Гость украдкой видит кончик ее носа, тонкую длинную линию успокаивающей улыбки. Рядом с носом мерцает вьющаяся рыжая прядка. Маленький аккуратный подбородок по-английски уходит в тень, к скрытой в ней шее, на которой поблескивает черный жемчуг. Это все, что юноша знает о Марте, которую видел только в темноте.

Они играют, не меняясь цветами. У белых всегда явное преимущество, но каждая партия приходит к пату. Пат у них считается ничьей. Папиросный дым, туман шахматной войны, вьется узорами Мухи. Когда синеглазый надолго задумывается над ходом, его соперница уходит в темноту и возвращается с новым кофе.

Ночь длится столько же, сколько безлюдная снежная равнина простирается вокруг. Отсюда не разглядеть никакого света, кроме этого мирка, парящего в облаке дыма. Даже фонарь над крыльцом перегорел, но об этом еще не знает ни одна живая душа.

Между играющими остается все меньше и меньше папирос. От дыма и кофе начинает кружиться голова. Свет затухает и перестает быть. Их маленькую сценку заполняет темнота.

Стол исчез, полы больше не скрипят, будто наконец признали гостя. Темнота отодвинула мебель и сделала комнату бесконечной, оставив в своем центре долгий и влажный поцелуй.

 - Франц, - произносит юноша, открывая глаза, которые почти утратили свое сияние. Он произнес свое имя, как трепетно хранимую тайну. Марта крепко сжимает руку человека, имя которого только что узнала, и человек чувствует отдающийся в пальцах сердечный такт.

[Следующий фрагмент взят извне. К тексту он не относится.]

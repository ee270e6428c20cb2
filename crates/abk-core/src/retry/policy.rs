use std::time::Duration;

use crate::job::JobProgress;

/// Decision returned by the retry policy.
#[derive(Debug, Clone, Copy, PartialEq, Eq)]
pub enum RetryDecision {
    /// Do not retry.
    NoRetry,
    /// Retry after the given delay.
    RetryAfter(Duration),
}

/// Fixed-delay retry policy.
#[derive(Debug, Clone, Copy, PartialEq, Eq)]
pub struct RetryPolicy {
    /// Maximum number of attempts (including the first); never below 1.
    pub max_attempts: u32,
    /// Wait between a failed attempt and the next one.
    pub delay: Duration,
}

impl Default for RetryPolicy {
    fn default() -> Self {
        Self {
            max_attempts: 1,
            delay: Duration::ZERO,
        }
    }
}

impl RetryPolicy {
    pub fn new(max_attempts: u32, delay: Duration) -> Self {
        Self {
            max_attempts: max_attempts.max(1),
            delay,
        }
    }

    /// Policy for a job with (or without) progress support.
    pub fn for_job(progress: Option<&JobProgress>) -> Self {
        match progress {
            Some(p) => Self::new(p.max_attempts(), p.retry_delay()),
            None => Self::default(),
        }
    }

    /// What to do after `attempt` (1-based) failed.
    pub fn decide(&self, attempt: u32) -> RetryDecision {
        if attempt >= self.max_attempts {
            return RetryDecision::NoRetry;
        }
        RetryDecision::RetryAfter(self.delay)
    }
}
//! Opaque units of asynchronous work and their completion handles.

use std::fmt;
use std::future::Future;
use std::pin::Pin;
use std::sync::atomic::{AtomicU64, Ordering};

use tokio::sync::oneshot;

use crate::error::{Error, Result};

type BoxFuture = Pin<Box<dyn Future<Output = ()> + Send + 'static>>;

static NEXT_WORK_ID: AtomicU64 = AtomicU64::new(1);

/// Identity of a work item; the only thing inlining needs to find it again.
#[derive(Debug, Clone, Copy, PartialEq, Eq, Hash)]
pub struct WorkId(u64);

impl fmt::Display for WorkId {
    fn fmt(&self, f: &mut fmt::Formatter<'_>) -> fmt::Result {
        write!(f, "#{}", self.0)
    }
}

/// A labelled future waiting to run on a [`BoundedScheduler`](super::BoundedScheduler).
pub struct WorkItem {
    id: WorkId,
    label: String,
    future: BoxFuture,
}

impl WorkItem {
    pub fn new<F>(label: impl Into<String>, future: F) -> Self
    where
        F: Future<Output = ()> + Send + 'static,
    {
        Self {
            id: WorkId(NEXT_WORK_ID.fetch_add(1, Ordering::Relaxed)),
            label: label.into(),
            future: Box::pin(future),
        }
    }

    /// Wrap a future producing a value; the handle resolves once the item has run.
    pub fn with_handle<F, T>(label: impl Into<String>, future: F) -> (Self, WorkHandle<T>)
    where
        F: Future<Output = T> + Send + 'static,
        T: Send + 'static,
    {
        let label = label.into();
        let (tx, rx) = oneshot::channel();
        let item = Self::new(label.clone(), async move {
            let _ = tx.send(future.await);
        });
        let handle = WorkHandle {
            id: item.id,
            label,
            rx,
        };
        (item, handle)
    }

    pub fn id(&self) -> WorkId {
        self.id
    }

    pub fn label(&self) -> &str {
        &self.label
    }

    pub(crate) fn into_future(self) -> BoxFuture {
        self.future
    }
}

impl PartialEq for WorkItem {
    fn eq(&self, other: &Self) -> bool {
        self.id == other.id
    }
}

impl Eq for WorkItem {}

impl fmt::Debug for WorkItem {
    fn fmt(&self, f: &mut fmt::Formatter<'_>) -> fmt::Result {
        f.debug_struct("WorkItem")
            .field("id", &self.id)
            .field("label", &self.label)
            .finish_non_exhaustive()
    }
}

/// Completion handle for an item created with [`WorkItem::with_handle`].
#[derive(Debug)]
pub struct WorkHandle<T> {
    id: WorkId,
    label: String,
    rx: oneshot::Receiver<T>,
}

impl<T> WorkHandle<T> {
    pub fn id(&self) -> WorkId {
        self.id
    }

    /// Wait for the item's output. `Abandoned` if it was dropped or panicked.
    pub async fn wait(self) -> Result<T> {
        let label = self.label;
        self.rx.await.map_err(|_| Error::Abandoned { label })
    }
}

Когда Франц начал кашлять, Марта сжала его руку еще сильнее. Тихий, задыхающийся кашель. - Франц, милый, милый Франц, - шелестела она по-французски, освобождая его горло от свитера, касаясь щекой его щеки; но от горячих слез он таял еще быстрее.

Она проводит вечность с мальчиком на руках, затем рассвет, серый, как его свитер, подходит вплотную к окну. Будильник с высоты стола осторожно сочувствует мерным постукиванием механизмов. Крошечная Марта в огромной комнате посреди бескрайней снежной долины снова остается совсем одна.

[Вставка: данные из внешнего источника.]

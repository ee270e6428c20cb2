//! Job scheduling core for AutoBackup: concurrent collections, a bounded
//! work scheduler, progress-tracked jobs with retry, and file-copy jobs.

pub mod checksum;
pub mod collection;
pub mod config;
pub mod control;
pub mod copy;
pub mod error;
pub mod job;
pub mod logging;
pub mod retry;
pub mod scheduler;
pub mod work;

pub use error::{Error, Result};
//! Retry loop: run an async attempt until success, cancellation or exhaustion.

use std::future::Future;

use tokio_util::sync::CancellationToken;

use crate::error::{Error, Result};

use super::policy::{RetryDecision, RetryPolicy};

/// Runs `attempt_fn` until it succeeds or the policy says to stop.
///
/// The cancellation token is checked before every attempt; a cancelled job
/// fails with `Cancelled` without spending an attempt. Failures are logged and
/// followed by the policy's delay (cut short by cancellation). When the budget
/// is spent the result is `ExhaustedRetries`.
pub async fn run_with_retry<F, Fut>(
    policy: &RetryPolicy,
    cancel: Option<&CancellationToken>,
    description: &str,
    mut attempt_fn: F,
) -> Result<()>
where
    F: FnMut(u32) -> Fut,
    Fut: Future<Output = anyhow::Result<()>>,
{
    let mut attempt = 1u32;
    loop {
        if cancel.is_some_and(CancellationToken::is_cancelled) {
            tracing::info!(
                job = description,
                attempt,
                "cancellation observed before attempt"
            );
            return Err(Error::Cancelled {
                description: description.to_string(),
            });
        }

        let err = match attempt_fn(attempt).await {
            Ok(()) => return Ok(()),
            Err(e) => e,
        };
        tracing::error!(
            job = description,
            attempt,
            error = %format!("{err:#}"),
            "discrete job attempt failed"
        );

        match policy.decide(attempt) {
            RetryDecision::NoRetry => {
                return Err(Error::ExhaustedRetries {
                    description: description.to_string(),
                    attempts: attempt,
                    last_error: format!("{err:#}"),
                });
            }
            RetryDecision::RetryAfter(delay) => {
                tracing::debug!(job = description, ?delay, "waiting before next attempt");
                match cancel {
                    Some(token) => {
                        tokio::select! {
                            _ = tokio::time::sleep(delay) => {}
                            _ = token.cancelled() => {}
                        }
                    }
                    None => tokio::time::sleep(delay).await,
                }
                attempt += 1;
            }
        }
    }
}
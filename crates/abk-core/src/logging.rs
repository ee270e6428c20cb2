//! Logging init: file under the XDG state dir, or stderr as a fallback.

use anyhow::Result;
use std::fs;
use std::io;
use std::path::PathBuf;
use tracing_subscriber::fmt::writer::BoxMakeWriter;
use tracing_subscriber::fmt::MakeWriter;
use tracing_subscriber::EnvFilter;

const DEFAULT_FILTER: &str = "info,abk=debug";

/// Either the log file or stderr, when cloning the file handle fails.
enum FileOrStderr {
    File(std::fs::File),
    Stderr,
}

impl io::Write for FileOrStderr {
    fn write(&mut self, buf: &[u8]) -> io::Result<usize> {
        match self {
            FileOrStderr::File(f) => f.write(buf),
            FileOrStderr::Stderr => io::stderr().lock().write(buf),
        }
    }

    fn flush(&mut self) -> io::Result<()> {
        match self {
            FileOrStderr::File(f) => f.flush(),
            FileOrStderr::Stderr => io::stderr().lock().flush(),
        }
    }
}

struct FileMakeWriter(std::fs::File);

impl<'a> MakeWriter<'a> for FileMakeWriter {
    type Writer = FileOrStderr;

    fn make_writer(&'a self) -> Self::Writer {
        self.0
            .try_clone()
            .map(FileOrStderr::File)
            .unwrap_or(FileOrStderr::Stderr)
    }
}

fn env_filter() -> EnvFilter {
    EnvFilter::try_from_default_env().unwrap_or_else(|_| EnvFilter::new(DEFAULT_FILTER))
}

/// Log to `$XDG_STATE_HOME/abk/abk.log`.
/// Returns Err when the directory or file cannot be opened, so the caller can fall back.
pub fn init_logging() -> Result<()> {
    let xdg_dirs = xdg::BaseDirectories::with_prefix("abk")?;
    let log_dir = xdg_dirs.get_state_home().join("abk");
    fs::create_dir_all(&log_dir)?;
    let log_file_path: PathBuf = log_dir.join("abk.log");

    let file = fs::OpenOptions::new()
        .create(true)
        .append(true)
        .open(&log_file_path)?;

    tracing_subscriber::fmt()
        .with_env_filter(env_filter())
        .with_writer(BoxMakeWriter::new(FileMakeWriter(file)))
        .with_ansi(false)
        .try_init()
        .map_err(|e| anyhow::anyhow!("install subscriber: {e}"))?;

    tracing::info!("abk logging initialized at {}", log_file_path.display());
    Ok(())
}

/// Log to stderr only.
pub fn init_logging_stderr() {
    // A subscriber may already be installed; keep it.
    let _ = tracing_subscriber::fmt()
        .with_env_filter(env_filter())
        .with_writer(std::io::stderr)
        .with_ansi(false)
        .try_init();
}
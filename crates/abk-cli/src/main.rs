use abk_core::logging;

mod cli;

use crate::cli::CliCommand;

#[tokio::main]
async fn main() {
    // Fall back to stderr when the state directory is unwritable.
    if let Err(err) = logging::init_logging() {
        logging::init_logging_stderr();
        tracing::warn!("file logging unavailable: {:#}", err);
    }

    if let Err(err) = CliCommand::run_from_args().await {
        eprintln!("abk error: {:#}", err);
        std::process::exit(1);
    }
}
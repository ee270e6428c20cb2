//! Tests for the map subcommands.

use super::parse;
use crate::cli::{Cli, CliCommand, MapAction};
use clap::Parser;
use std::path::Path;

#[test]
fn cli_parse_map_add() {
    match parse(&["abk", "map", "add", "/home/me", "/mnt/backup/me"]) {
        CliCommand::Map {
            action: MapAction::Add { source, target },
        } => {
            assert_eq!(source, Path::new("/home/me"));
            assert_eq!(target, Path::new("/mnt/backup/me"));
        }
        _ => panic!("expected Map Add"),
    }
}

#[test]
fn cli_parse_map_list() {
    assert!(matches!(
        parse(&["abk", "map", "list"]),
        CliCommand::Map {
            action: MapAction::List
        }
    ));
}

#[test]
fn cli_parse_map_remove() {
    match parse(&["abk", "map", "remove", "3"]) {
        CliCommand::Map {
            action: MapAction::Remove { index },
        } => assert_eq!(index, 3),
        _ => panic!("expected Map Remove"),
    }
}

#[test]
fn cli_parse_map_remove_rejects_non_index() {
    let parsed = Cli::try_parse_from(["abk", "map", "remove", "first"]);
    assert!(parsed.is_err());
}
use std::sync::Arc;

use crate::error::{Error, Result};
use crate::job::{DiscreteJob, Job, JobExecutor};
use crate::retry::{run_with_retry, RetryPolicy};

use super::JobScheduler;

impl<D, E> JobScheduler<D, E>
where
    D: DiscreteJob,
    E: JobExecutor<D>,
{
    /// Run a leaf job through the executor, retrying per its progress settings.
    ///
    /// Leaf-only: a composite job fails with `InvalidState`.
    pub async fn schedule_discrete(&self, job: Job<D>) -> Result<()> {
        let job = match job {
            Job::Discrete(job) => job,
            Job::Composite(composite) => {
                return Err(Error::InvalidState(format!(
                    "composite job [{}] cannot be scheduled as a discrete job",
                    composite.description()
                )));
            }
        };

        let description = job.description();
        let progress = job.progress();
        if progress.is_none() {
            tracing::info!(job = %description, "job does not support progress");
        }
        let policy = RetryPolicy::for_job(progress);
        let cancel = progress.map(|p| p.cancellation());

        run_with_retry(&policy, cancel, &description, |attempt| {
            if let Some(progress) = job.progress() {
                progress.initialize();
            }
            let executor = Arc::clone(&self.executor);
            let leaf = Arc::clone(&job);
            let submitted = self.work.spawn(
                format!("{description} (attempt {attempt})"),
                async move { executor.execute(leaf).await },
            );
            async move {
                match submitted {
                    Ok(handle) => handle.wait().await.unwrap_or_else(|e| Err(e.into())),
                    Err(e) => Err(e.into()),
                }
            }
        })
        .await?;

        tracing::debug!(job = %description, "discrete job completed");
        Ok(())
    }
}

Первую неделю она температурит и часто просыпается в ознобе. «Франц снова пришел за тем, чтобы я держала его голову, пока он умирает». За это на Франца хочется злиться. «Это он меня заразил!» - и чихает себе в ответ. Серая в пасмурных рассветах, Марта живет в беспокойных снах и не помнит их, как не помнит этих ежегодных смертей.

Но неделя пройдет, и Марта проснется, и рыжие волосы не будут сырыми от горячечного пота. Она встанет, порхнет к зеркалу, и там отразятся сверкающие малахитовые глаза. Улыбнется себе-в-зеркале и скажет: «Хватит!» Солнце тут же прольется в окна, и воспоминания о недавней смерти оттают и направятся к небу.

 

В следующую встречу Марта обязательно вспомнит его имя.